ASSIGNMENT » Please copy out all lines of the entries that contain the word "alice".

GIVEN RECORDS »
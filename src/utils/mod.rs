//! Utility functions and helpers
//!
//! This module contains utility functions used throughout the application.

pub mod logging;
pub mod version;

pub use logging::init_logging;
pub use version::{VERSION, get_version};
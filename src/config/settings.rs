//! Configuration settings structure
//!
//! Defines the main settings structure and loading logic for the API client.

use serde::{Deserialize, Serialize};
use std::fmt;
use std::path::{Path, PathBuf};
use std::time::Duration;

/// Main configuration settings for the API client
#[derive(Debug, Clone, Default, Serialize, Deserialize)]
#[serde(default)]
pub struct Settings {
    /// Private API endpoint and signing configuration
    pub api: ApiSettings,
    /// Network configuration
    pub network: NetworkSettings,
    /// Rate-limit cooldown and courtesy delay policy
    pub rate_limit: RateLimitSettings,
    /// Credential store configuration
    pub credentials: CredentialSettings,
    /// Logging configuration
    pub logging: LoggingSettings,
}

/// Private API configuration
#[derive(Clone, Serialize, Deserialize)]
#[serde(default)]
pub struct ApiSettings {
    /// Base URL every endpoint path is appended to
    pub base_url: String,
    /// User agent of the emulated app build
    pub user_agent: String,
    /// HMAC key used for signed bodies
    pub sig_key: String,
    /// Value of `ig_sig_key_version`
    pub sig_key_version: String,
    /// Experiments list sent by `sync_features`
    pub experiments: String,
}

/// Network configuration
#[derive(Clone, Serialize, Deserialize)]
#[serde(default)]
pub struct NetworkSettings {
    /// Explicit proxy, overrides the environment proxies
    pub proxy: Option<String>,
    /// HTTPS_PROXY
    pub https_proxy: Option<String>,
    /// HTTP_PROXY
    pub http_proxy: Option<String>,
    /// ALL_PROXY
    pub all_proxy: Option<String>,
    /// Request timeout in seconds
    pub timeout_secs: u64,
}

/// Rate-limit configuration
#[derive(Debug, Clone, Serialize, Deserialize)]
#[serde(default)]
pub struct RateLimitSettings {
    /// Cooldown slept after an HTTP 429
    pub cooldown_secs: u64,
    /// Items accumulated between two courtesy delays
    pub courtesy_every: usize,
    /// Lower bound of the courtesy delay
    pub courtesy_min_secs: u64,
    /// Upper bound of the courtesy delay
    pub courtesy_max_secs: u64,
}

/// Credential store configuration
#[derive(Debug, Clone, Default, Serialize, Deserialize)]
#[serde(default)]
pub struct CredentialSettings {
    /// Secret file path, defaults to `<config dir>/instabot/secret.txt`
    pub path: Option<PathBuf>,
}

/// Logging configuration
#[derive(Debug, Clone, Serialize, Deserialize)]
#[serde(default)]
pub struct LoggingSettings {
    /// Log level
    pub level: String,
    /// Enable verbose logging
    pub verbose: bool,
    /// Log file; `None` logs to the console only
    pub file: Option<PathBuf>,
}

impl Default for ApiSettings {
    fn default() -> Self {
        Self {
            base_url: "https://i.instagram.com/api/v1/".to_string(),
            user_agent: "Instagram 10.26.0 Android (18/4.3; 320dpi; 720x1280; Xiaomi; HM 1SW; armani; qcom; en_US)".to_string(),
            sig_key: "4f8732eb9ba7d1c8e8897a75d6474d4eb3f5279137431b2aafb71fafe2abe178".to_string(),
            sig_key_version: "4".to_string(),
            experiments: "ig_android_sms_consent_in_reg,ig_android_flexible_sampling_universe,ig_android_background_conf_resend_fix,ig_restrict_suggested_users_by_follower_count,ig_android_fb_topsearch_sgp_fork_request,ig_android_direct_inbox_search,ig_android_profile_contextual_feed,ig_android_follow_request_text_buttons".to_string(),
        }
    }
}

impl Default for NetworkSettings {
    fn default() -> Self {
        Self {
            proxy: None,
            https_proxy: None,
            http_proxy: None,
            all_proxy: None,
            timeout_secs: 30,
        }
    }
}

impl Default for RateLimitSettings {
    fn default() -> Self {
        Self {
            cooldown_secs: 300,
            courtesy_every: 20_000,
            courtesy_min_secs: 120,
            courtesy_max_secs: 180,
        }
    }
}

impl Default for LoggingSettings {
    fn default() -> Self {
        Self {
            level: "info".to_string(),
            verbose: false,
            file: Some(PathBuf::from("instabot.log")),
        }
    }
}

impl fmt::Debug for ApiSettings {
    fn fmt(&self, f: &mut fmt::Formatter<'_>) -> fmt::Result {
        f.debug_struct("ApiSettings")
            .field("base_url", &self.base_url)
            .field("user_agent", &self.user_agent)
            .field("sig_key", &"<redacted>")
            .field("sig_key_version", &self.sig_key_version)
            .field("experiments", &self.experiments)
            .finish()
    }
}

impl fmt::Debug for NetworkSettings {
    fn fmt(&self, f: &mut fmt::Formatter<'_>) -> fmt::Result {
        let redacted = |p: &Option<String>| p.as_deref().map(redact_proxy_auth);
        f.debug_struct("NetworkSettings")
            .field("proxy", &redacted(&self.proxy))
            .field("https_proxy", &redacted(&self.https_proxy))
            .field("http_proxy", &redacted(&self.http_proxy))
            .field("all_proxy", &redacted(&self.all_proxy))
            .field("timeout_secs", &self.timeout_secs)
            .finish()
    }
}

/// Replace the `user:pass@` part of a proxy URL with `***@`
pub fn redact_proxy_auth(proxy: &str) -> String {
    let Some(at) = proxy.rfind('@') else {
        return proxy.to_string();
    };
    let start = proxy.find("://").map(|i| i + 3).unwrap_or(0);
    if start > at {
        return proxy.to_string();
    }
    format!("{}***{}", &proxy[..start], &proxy[at..])
}

impl NetworkSettings {
    /// Request timeout as a `Duration`
    pub fn timeout(&self) -> Duration {
        Duration::from_secs(self.timeout_secs)
    }
}

impl CredentialSettings {
    /// Resolve the secret file path
    pub fn resolved_path(&self) -> PathBuf {
        self.path.clone().unwrap_or_else(|| {
            dirs::config_dir()
                .unwrap_or_else(|| PathBuf::from("."))
                .join("instabot")
                .join("secret.txt")
        })
    }
}

impl Settings {
    /// Create new settings with default values
    pub fn new() -> Self {
        Self::default()
    }

    /// Load settings from a TOML file
    pub fn from_file(path: &Path) -> crate::Result<Self> {
        let content = std::fs::read_to_string(path)?;
        toml::from_str(&content)
            .map_err(|e| crate::Error::Config(format!("Invalid config file {:?}: {}", path, e)))
    }

    /// Apply environment variable overrides on top of these settings
    pub fn merge_with_env(self) -> crate::Result<Self> {
        self.merge_with_lookup(|key| std::env::var(key).ok())
    }

    /// Apply overrides read through `lookup`, keyed by environment variable name
    pub fn merge_with_lookup<F>(mut self, lookup: F) -> crate::Result<Self>
    where
        F: Fn(&str) -> Option<String>,
    {
        if let Some(base_url) = lookup("INSTABOT_API_URL") {
            self.api.base_url = base_url;
        }

        if let Some(user_agent) = lookup("INSTABOT_USER_AGENT") {
            self.api.user_agent = user_agent;
        }

        if let Some(proxy) = lookup("INSTABOT_PROXY") {
            self.network.proxy = Some(proxy);
        }
        if let Some(proxy) = lookup("HTTPS_PROXY") {
            self.network.https_proxy = Some(proxy);
        }
        if let Some(proxy) = lookup("HTTP_PROXY") {
            self.network.http_proxy = Some(proxy);
        }
        if let Some(proxy) = lookup("ALL_PROXY") {
            self.network.all_proxy = Some(proxy);
        }

        if let Some(timeout) = lookup("INSTABOT_TIMEOUT") {
            self.network.timeout_secs = timeout
                .parse()
                .map_err(|e| crate::Error::Config(format!("Invalid timeout: {}", e)))?;
        }

        if let Some(cooldown) = lookup("INSTABOT_COOLDOWN") {
            self.rate_limit.cooldown_secs = cooldown
                .parse()
                .map_err(|e| crate::Error::Config(format!("Invalid cooldown: {}", e)))?;
        }

        if let Some(path) = lookup("INSTABOT_CREDENTIALS_PATH") {
            self.credentials.path = Some(PathBuf::from(path));
        }

        if let Some(level) = lookup("INSTABOT_LOG_LEVEL") {
            self.logging.level = level;
        }

        Ok(self)
    }

    /// Validate the final configuration
    pub fn validate(&self) -> crate::Result<()> {
        let base = url::Url::parse(&self.api.base_url)
            .map_err(|e| crate::Error::Config(format!("Invalid base URL: {}", e)))?;
        if !base.path().ends_with('/') {
            return Err(crate::Error::config("Base URL must end with '/'"));
        }

        if self.api.sig_key.is_empty() {
            return Err(crate::Error::config("Signature key must not be empty"));
        }

        if self.rate_limit.courtesy_every == 0 {
            return Err(crate::Error::config("courtesy_every must be positive"));
        }

        if self.rate_limit.courtesy_min_secs > self.rate_limit.courtesy_max_secs {
            return Err(crate::Error::config(
                "courtesy_min_secs must not exceed courtesy_max_secs",
            ));
        }

        Ok(())
    }

    /// Proxy to use, in priority order: explicit, HTTPS, HTTP, ALL
    pub fn get_proxy_url(&self) -> Option<&str> {
        self.network
            .proxy
            .as_deref()
            .or(self.network.https_proxy.as_deref())
            .or(self.network.http_proxy.as_deref())
            .or(self.network.all_proxy.as_deref())
    }
}
//! Instabot API - Rust Implementation
//!
//! An authenticated client for the Instagram private mobile API. It emulates
//! the Android app: signed request bodies, a device identity derived from the
//! credentials, cookie-based sessions and cursor pagination.
//!
//! # Architecture
//!
//! - [`api`]: the client, its signer, request executor and paginator
//! - [`endpoints`]: one method per API action, grouped by area
//! - [`config`]: settings from defaults, TOML file and environment
//! - [`cli`]: subcommands of the `instabot` binary
//!
//! # Usage
//!
//! ```bash
//! instabot --username alice follow 123
//! ```
//!
//! # Examples
//!
//! ```rust
//! use instabot_api::{InstagramApi, Settings};
//!
//! # async fn example() -> anyhow::Result<()> {
//! let api = InstagramApi::new(Settings::default())?;
//! api.login(Some("alice"), Some("secret"), false, None).await?;
//! let followers = api.get_total_self_followers().await?;
//! println!("{} followers", followers.len());
//! # Ok(())
//! # }
//! ```

pub mod api;
pub mod cli;
pub mod config;
pub mod endpoints;
pub mod error;
pub mod types;
pub mod utils;

pub use api::{InstagramApi, InstagramApiGeneric};
pub use config::Settings;
pub use error::{Error, Result};
pub use types::{DirectItem, FollowListKind, ResponseEnvelope, Session, SessionState, ThreadTarget};
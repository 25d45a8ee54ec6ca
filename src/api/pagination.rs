//! Cursor pagination
//!
//! Repeats a single-page fetch, threading `next_max_id`, until the feed runs
//! dry or the caller has enough items. A page that fails or lacks the
//! expected fields ends the run with what was collected so far.

use super::backoff::{CourtesyDelay, Sleeper};
use crate::types::ResponseEnvelope;
use crate::{Error, Result};
use serde_json::Value;
use std::future::Future;
use tracing::{debug, info, warn};

/// Cursor field every paginated endpoint returns
pub const CURSOR_FIELD: &str = "next_max_id";

/// Shape of a paginated response
#[derive(Debug, Clone, Copy, PartialEq, Eq)]
pub struct PageSpec {
    /// Array field holding the page items
    pub items_field: &'static str,
    /// Boolean field that must be true for another page to exist
    pub more_field: Option<&'static str>,
    /// Hard cap on pages fetched
    pub max_pages: Option<usize>,
}

impl PageSpec {
    /// Follower/following lists: `users`, continued while `big_list`
    pub const USERS: Self = Self {
        items_field: "users",
        more_field: Some("big_list"),
        max_pages: None,
    };

    /// User feeds: `items`, continued while `more_available`
    pub const FEED: Self = Self {
        items_field: "items",
        more_field: Some("more_available"),
        max_pages: None,
    };

    /// Tag feeds: `items`, continued while a cursor is present
    pub const ITEMS: Self = Self {
        items_field: "items",
        more_field: None,
        max_pages: None,
    };

    pub fn with_max_pages(mut self, max_pages: usize) -> Self {
        self.max_pages = Some(max_pages);
        self
    }
}

/// Accumulates items across pages
#[derive(Debug)]
pub struct Paginator<'a, S: Sleeper> {
    sleeper: &'a S,
    courtesy: CourtesyDelay,
}

impl<'a, S: Sleeper> Paginator<'a, S> {
    pub fn new(sleeper: &'a S, courtesy: CourtesyDelay) -> Self {
        Self { sleeper, courtesy }
    }

    /// Fetch pages with `fetch(cursor)` until one of the stop conditions holds.
    ///
    /// The first cursor is the empty string. The result never holds more than
    /// `limit` items.
    pub async fn collect<F, Fut>(
        &self,
        spec: PageSpec,
        limit: Option<usize>,
        mut fetch: F,
    ) -> Result<Vec<Value>>
    where
        F: FnMut(String) -> Fut,
        Fut: Future<Output = Result<ResponseEnvelope>>,
    {
        let mut collected: Vec<Value> = Vec::new();
        let mut cursor = String::new();
        let mut pages = 0usize;
        let mut since_pause = 0usize;

        if limit == Some(0) {
            return Ok(collected);
        }

        loop {
            if spec.max_pages.is_some_and(|max| pages >= max) {
                debug!("Page cap of {} reached", pages);
                break;
            }

            let envelope = match fetch(cursor.clone()).await {
                Ok(envelope) => envelope,
                Err(Error::NotAuthenticated) => return Err(Error::NotAuthenticated),
                Err(e) => {
                    warn!(
                        "Page {} failed ({}), stopping with {} items",
                        pages + 1,
                        e,
                        collected.len()
                    );
                    break;
                }
            };
            pages += 1;

            let Some(items) = envelope.json.get(spec.items_field).and_then(Value::as_array) else {
                debug!("No '{}' in page {}, stopping", spec.items_field, pages);
                break;
            };
            if items.is_empty() {
                break;
            }

            for item in items {
                if limit.is_some_and(|l| collected.len() >= l) {
                    break;
                }
                collected.push(item.clone());
                since_pause += 1;
                if since_pause >= self.courtesy.every {
                    let delay = self.courtesy.pick();
                    info!(
                        "Waiting {:.2} min. due to too many requests",
                        delay.as_secs_f64() / 60.0
                    );
                    self.sleeper.sleep(delay).await;
                    since_pause = 0;
                }
            }
            debug!("Page {}: {} items so far", pages, collected.len());

            if limit.is_some_and(|l| collected.len() >= l) {
                break;
            }

            if let Some(flag) = spec.more_field
                && !envelope.json.get(flag).and_then(Value::as_bool).unwrap_or(false)
            {
                break;
            }

            match next_cursor(&envelope.json) {
                Some(next) => cursor = next,
                None => break,
            }
        }

        Ok(collected)
    }
}

/// `next_max_id` as a string; numeric cursors are stringified
pub fn next_cursor(json: &Value) -> Option<String> {
    match json.get(CURSOR_FIELD)? {
        Value::String(s) if !s.is_empty() => Some(s.clone()),
        Value::Number(n) => Some(n.to_string()),
        _ => None,
    }
}
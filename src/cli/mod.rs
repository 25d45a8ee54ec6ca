//! Command line interface support

pub mod commands;

pub use commands::{Command, run_command};
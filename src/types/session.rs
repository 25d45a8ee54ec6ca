//! Session state
//!
//! Authentication state owned by one client instance.

use chrono::{DateTime, Utc};
use serde::Serialize;

/// Lifecycle of a session
#[derive(Debug, Clone, Copy, PartialEq, Eq, Serialize, Default)]
#[serde(rename_all = "snake_case")]
pub enum SessionState {
    /// No login attempted yet, or the last one was rejected
    #[default]
    Anonymous,
    /// Handshake or credential submission in flight
    Authenticating,
    /// Logged in, endpoints may be called
    Authenticated,
    /// Logged out explicitly
    LoggedOut,
}

/// Authentication state for one account
///
/// `user_id`, `rank_token` and `csrf_token` are written once per login and read
/// by every endpoint that needs the default parameters.
#[derive(Clone, Default, Serialize)]
pub struct Session {
    /// Current lifecycle state
    pub state: SessionState,
    /// Account username
    pub username: String,
    #[serde(skip)]
    pub(crate) password: String,
    /// Numeric account id (`logged_in_user.pk`)
    pub user_id: String,
    /// `<user_id>_<uuid>`, required by ranked feeds and search
    pub rank_token: String,
    /// Value of the `csrftoken` cookie
    pub csrf_token: String,
    /// `android-` prefixed device id derived from the credentials
    pub device_id: String,
    /// Client GUID (dashed UUID) sent as `_uuid`
    pub uuid: String,
    /// Proxy the connection was built with
    pub proxy: Option<String>,
    /// Requests executed by this client so far
    pub request_count: u64,
    /// When the last successful login happened
    pub logged_in_at: Option<DateTime<Utc>>,
}

impl Session {
    /// Whether endpoints may be called
    pub fn is_authenticated(&self) -> bool {
        self.state == SessionState::Authenticated
    }

    /// Set the user identity for a new login attempt
    pub(crate) fn set_user(
        &mut self,
        username: impl Into<String>,
        password: impl Into<String>,
        device_id: impl Into<String>,
        uuid: impl Into<String>,
    ) {
        self.username = username.into();
        self.password = password.into();
        self.device_id = device_id.into();
        self.uuid = uuid.into();
    }

    /// Record a successful login
    pub(crate) fn authenticate(
        &mut self,
        user_id: impl Into<String>,
        csrf_token: impl Into<String>,
    ) {
        self.user_id = user_id.into();
        self.rank_token = format!("{}_{}", self.user_id, self.uuid);
        self.csrf_token = csrf_token.into();
        self.state = SessionState::Authenticated;
        self.logged_in_at = Some(Utc::now());
    }

    /// Drop the tokens and move to `state`; a logout also forgets the password
    pub(crate) fn reset(&mut self, state: SessionState) {
        if state == SessionState::LoggedOut {
            self.password.clear();
        }
        self.user_id.clear();
        self.rank_token.clear();
        self.csrf_token.clear();
        self.logged_in_at = None;
        self.state = state;
    }
}

impl std::fmt::Debug for Session {
    fn fmt(&self, f: &mut std::fmt::Formatter<'_>) -> std::fmt::Result {
        f.debug_struct("Session")
            .field("state", &self.state)
            .field("username", &self.username)
            .field("password", &"<redacted>")
            .field("user_id", &self.user_id)
            .field("rank_token", &self.rank_token)
            .field("device_id", &self.device_id)
            .field("uuid", &self.uuid)
            .field("proxy", &self.proxy)
            .field("request_count", &self.request_count)
            .finish()
    }
}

ANSWER SPACE »
//! instabot --username alice follow 123
//! api.login(Some("alice"), Some("secret"), false, None).await?;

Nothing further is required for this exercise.